Director-producer Vetrimaaran’s films are noted for their realistic portrayal and hard-hitting story. The National award winning director who is currently busy with the upcoming Dhanush starrer Vada Chennai, takes time to interact with us discussing about the much-awaited movie and working with Dinesh in Visaaranai.
He also spoke to us about the trials and thrills of making films that grabs National and International critics’ attention. Here’s an excerpt from the interview with Vetrimaaran.
Can you tell us about the pros and cons of working with the same hero in multiple projects, which turned out to be huge hits!
As of now, I am have not dealt with any setbacks. I am comfortable working with Dhanush. Since he is also a producer, Vada Chennai happened smoothly. Else, it would have been a tough task.
We had shot Vada Chennai for 120 days now, but the total number of days required to complete the project was yet to be defined. Meanwhile, Dhanush completed two other projects. Because of Vada Chennai, Dhanush has been taking a lot of stress on himself.
For instance, we started Vada Chennai in 2016 and was initially planned to release towards the end of 2017. We have reached mid of 2018 now, and still vague about the release dates and plans. Still, the kind of trust Dhanush has on the project, keeps us going.
So, I am very comfortable working with him. And of course, I am trying to work with other actors as well.
It is no secret that getting a National Award is difficult. Being relatively new, you achieved it. Do you make your films keeping the criteria for a national award in mind?
Awards and festivals do motivate us, but bringing profit to the producer is the primary concern. I feel that I have a good foundation in cinema. Having worked with a legendary director like Balu Mahendra, who is an aesthetically very refined filmmaker, and my literature background enriched my film’s content.
It is, in fact, an advantage for me – be it writing a scene, detailing a character, their vernacular expression and blending them with the Internationally accepted expressions. As you know, Balu Mahendra’s movies have all these elements.
I believe my background knowledge in these said aspects, played a key factor in bringing out the best in my movies.
Can you tell us few words about your Visaaranai hero Dinesh?
We were looking for youngsters to play Dhanush’s friend character in Adhu Oru Kana Kaalam. Dinesh was one of the 5 shortlisted guys. Balu Mahendra sir wanted me to select two among the shortlisted.
During the selection process, I instructed Dinesh to smile, which he didn’t know to do at all. I told him, “sirikave theriyilla ne nadikrathuk vandhirukiya?” (laughs). He insisted that he would smile well.

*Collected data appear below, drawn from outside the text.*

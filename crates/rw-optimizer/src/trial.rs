//! Run tracking for search and tuning drivers.

use chrono::{DateTime, Utc};
use serde::{Deserialize, Serialize};
use std::collections::BTreeMap;
use uuid::Uuid;

/// Unique tuning run identifier.
pub type RunId = Uuid;

/// Whether we are maximizing or minimizing the objective.
#[derive(Debug, Clone, Copy, Default, PartialEq, Eq, Serialize, Deserialize)]
#[serde(rename_all = "snake_case")]
pub enum ObjectiveDirection {
    #[default]
    Maximize,
    Minimize,
}

impl ObjectiveDirection {
    /// True when `candidate` beats `incumbent`.
    pub fn improves(&self, candidate: f64, incumbent: f64) -> bool {
        match self {
            Self::Maximize => candidate > incumbent,
            Self::Minimize => candidate < incumbent,
        }
    }
}

/// Lifecycle state for a tuning run.
#[derive(Debug, Clone, Copy, PartialEq, Eq, Serialize, Deserialize)]
#[serde(rename_all = "snake_case")]
pub enum RunState {
    Pending,
    Running,
    Completed,
    Failed,
}

/// Result of evaluating one experiment.
#[derive(Debug, Clone, PartialEq, Serialize, Deserialize)]
pub struct TrialResult {
    pub experiment: String,
    pub objective: f64,
    /// Primary statistic of every scorer over all queries.
    pub metrics: BTreeMap<String, f64>,
    pub duration_ms: Option<u64>,
}

/// Aggregate status of a tuning run.
#[derive(Debug, Clone, PartialEq, Serialize, Deserialize)]
pub struct RunStatus {
    pub id: RunId,
    pub strategy: String,
    pub objective_scorer: String,
    pub direction: ObjectiveDirection,
    pub state: RunState,
    pub completed: usize,
    /// Experiments the repository had already scored.
    pub skipped: usize,
    pub failed: usize,
    pub best: Option<TrialResult>,
    pub started_at: Option<DateTime<Utc>>,
    pub finished_at: Option<DateTime<Utc>>,
    pub error: Option<String>,
}

impl RunStatus {
    pub fn new(strategy: impl Into<String>, objective_scorer: impl Into<String>, direction: ObjectiveDirection) -> Self {
        Self {
            id: Uuid::new_v4(),
            strategy: strategy.into(),
            objective_scorer: objective_scorer.into(),
            direction,
            state: RunState::Pending,
            completed: 0,
            skipped: 0,
            failed: 0,
            best: None,
            started_at: None,
            finished_at: None,
            error: None,
        }
    }

    pub fn mark_running(&mut self) {
        self.state = RunState::Running;
        self.started_at = Some(Utc::now());
    }

    pub fn mark_completed(&mut self) {
        self.state = RunState::Completed;
        self.finished_at = Some(Utc::now());
    }

    pub fn mark_failed(&mut self, error: String) {
        self.state = RunState::Failed;
        self.finished_at = Some(Utc::now());
        self.error = Some(error);
    }

    /// Record a finished evaluation and keep it if it beats the current best.
    pub fn record(&mut self, result: TrialResult) {
        self.completed += 1;
        self.update_best(result);
    }

    pub fn update_best(&mut self, result: TrialResult) {
        let better = match &self.best {
            None => true,
            Some(best) => self.direction.improves(result.objective, best.objective),
        };
        if better {
            self.best = Some(result);
        }
    }
}

#[cfg(test)]
mod tests {
    use super::*;

    fn result(name: &str, objective: f64) -> TrialResult {
        TrialResult {
            experiment: name.to_string(),
            objective,
            metrics: BTreeMap::new(),
            duration_ms: Some(10),
        }
    }

    #[test]
    fn status_lifecycle() {
        let mut status = RunStatus::new("grid", "NDCG@10", ObjectiveDirection::Maximize);
        assert_eq!(status.state, RunState::Pending);
        assert!(status.started_at.is_none());

        status.mark_running();
        assert_eq!(status.state, RunState::Running);
        assert!(status.started_at.is_some());

        status.mark_completed();
        assert_eq!(status.state, RunState::Completed);
        assert!(status.finished_at.is_some());
    }

    #[test]
    fn best_tracking_maximize() {
        let mut status = RunStatus::new("random", "NDCG@10", ObjectiveDirection::Maximize);
        status.record(result("a", 0.5));
        status.record(result("b", 0.7));
        // worse result does not replace
        status.record(result("c", 0.6));
        assert_eq!(status.completed, 3);
        assert_eq!(status.best.as_ref().unwrap().experiment, "b");
    }

    #[test]
    fn best_tracking_minimize() {
        let mut status = RunStatus::new("random", "ZeroResults@10", ObjectiveDirection::Minimize);
        status.record(result("a", 4.0));
        status.record(result("b", 1.0));
        assert_eq!(status.best.as_ref().unwrap().objective, 1.0);
    }

    #[test]
    fn failure_keeps_message() {
        let mut status = RunStatus::new("grid", "P@5", ObjectiveDirection::Maximize);
        status.mark_running();
        status.mark_failed("repository unavailable".into());
        assert_eq!(status.state, RunState::Failed);
        assert_eq!(status.error.as_deref(), Some("repository unavailable"));
    }
}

For two days, we conducted tests just to make him smile.
If I am not wrong, he was studying in 12th standard at that time. So, I told him to concentrate on his studies or join Koothu-P-Pattarai classes and sent him back.
After that incident, I met him again during Aadukalam time. He approached me and I offered him a role. He appeared in many scenes. You will remember his character, as the other man in the locality who is in love with Irene character in Aadukalam.
As Visaranai movie’s character demanded someone who can take up physical challenges with immense dedication, I immediately rang up to Dinesh. I told him that I am doing a movie and he has a role in it and in no second thoughts he said, “ok sir. super sir”. I told him the outline of the story and also talked about the physical challenges he will have to go through.
He was so dedicated during the shooting times. Infact, all the four guys (who played Tamil labourers in the movie) were so dedicated. They came like a blessing for my movie. Nobody else would have perfected the characters than those four amazing talents.
How do you juggle between the role of a director and a producer?
So far, I have been only a creative producer for movies like Udhayam NH4, Kaaka Muttai and Annanukku Jai (an upcoming movie). This is for the first time I am turning a full-fledged producer.
According to me, a director’s state of mind is like a mother, while a producer’s is that of a father. When a baby is born, everyone credits the mom but fails to recognize the father’s emotions.